São inúmeras as controvérsias a respeito dos proprietários da S.A. O Malho, o que de certo modo dificulta a precisão das informações. A citação anterior remete ao repasse da empresa para o grupo Pimenta de Mello no ano de 1928. Entretanto, há também a hipótese levantada por outros autores como Julieta Sobral (2005) e Nelson Werneck Sodré (1999), os quais apontam que a transferência de possuintes da editora se deu em 1918.47 Não se conseguiu verificar o ano exato do repasse, mas pode ser observado que, já em 1921, de acordo com a nota de pesar lançada n’O Malho pelo falecimento do sogro de José Pimenta de Mello, a editora o nomeava como chefe da empresa, aproximando-se muito mais da data de 1918.48 Apesar do grupo Pimenta de Mello ser maioria na empresa, como foi exposto, a permanência do nome da sociedade foi mantida e os vínculos da família Souza e Silva não foram quebrados, tanto que a família retoma a posse majoritária da empresa após a morte de José Pimenta de Mello.

Todo esse levantamento de informações acerca da editora é interessante para elucidar que: a editora recebeu destaque pelo potencial gráfico adquirido, culminando nos resultados produtivos de outros periódicos, incluindo o Anuário das Senhoras; e, ainda, o cunho crítico da revista principal poderia tê-la tornado mais visada socialmente por suas pautas ruidosas que angariavam atenção.

Elementos de ligação encontrados na convivência da diretora Alba de Mello com detentores de poder e na postura assumida pela editora, tanto por seus proprietários quanto pela sua capacidade produtiva, atuaram na fabricação e na montagem do Anuário das Senhoras.
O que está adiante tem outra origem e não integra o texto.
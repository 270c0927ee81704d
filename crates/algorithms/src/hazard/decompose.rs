//! Split a source layer into single-rank collections

use floodmax_core::{FeatureCollection, Rank};
use std::collections::BTreeMap;

/// Split a collection by rank.
///
/// Returns one collection per distinct rank present, keyed ascending. Each
/// output keeps the source CRS; geometries are moved, not copied.
pub fn decompose(collection: FeatureCollection) -> BTreeMap<Rank, FeatureCollection> {
    let crs = collection.crs;
    let mut parts: BTreeMap<Rank, FeatureCollection> = BTreeMap::new();

    for feature in collection.features {
        parts
            .entry(feature.rank)
            .or_insert_with(|| FeatureCollection {
                features: Vec::new(),
                crs: crs.clone(),
            })
            .push(feature);
    }

    parts
}

#[cfg(test)]
mod tests {
    use super::*;
    use floodmax_core::{RankedFeature, CRS};
    use geo::{LineString, MultiPolygon, Polygon};

    fn feature(x0: f64, rank: i64) -> RankedFeature {
        RankedFeature::new(
            MultiPolygon::new(vec![Polygon::new(
                LineString::from(vec![(x0, 0.0), (x0 + 1.0, 0.0), (x0 + 1.0, 1.0), (x0, 1.0), (x0, 0.0)]),
                vec![],
            )]),
            Rank::new(rank).unwrap(),
        )
    }

    #[test]
    fn test_split_by_rank() {
        let mut fc = FeatureCollection::with_crs(CRS::jgd2011());
        fc.extend([feature(0.0, 3), feature(2.0, 1), feature(4.0, 3), feature(6.0, 6)]);

        let parts = decompose(fc);
        let keys: Vec<u8> = parts.keys().map(|r| r.value()).collect();
        assert_eq!(keys, vec![1, 3, 6]);
        assert_eq!(parts[&Rank::new(3).unwrap()].len(), 2);
        assert!(parts
            .values()
            .all(|p| p.crs == Some(CRS::jgd2011()) && p.ranks().len() == 1));
    }

    #[test]
    fn test_geometry_unchanged() {
        let original = feature(0.0, 2);
        let mut fc = FeatureCollection::new();
        fc.push(original.clone());

        let parts = decompose(fc);
        assert_eq!(parts[&Rank::new(2).unwrap()].features[0], original);
    }

    #[test]
    fn test_empty_collection() {
        assert!(decompose(FeatureCollection::new()).is_empty());
    }
}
É sabendo dessa conexão que se torna fundamental compreensão das particularidades do periódico, num necessário movimento por dentro desse produto cultural.

46 Ver a contracapa da revista O Malho, Rio de janeiro, jan. de 1954, ano LII, nº 168, p. 43.

47 SOBRAL, Julieta. apud SILVA, Geanne Paula de Oliveira. A revista e a Propaganda: o projeto político-cultural do Estado Novo nas páginas da Ilustração Brasileira. Dissertação (mestrado em História) - INHIS- UFU, Uberlândia, 2011 (orientador Luciene Lehmkuhl), p. 56.

48 MAURICIO de Vasconcellos. O Malho, Rio de janeiro, 19 de fev. de 1921, ano XX, nº 962, p. 24.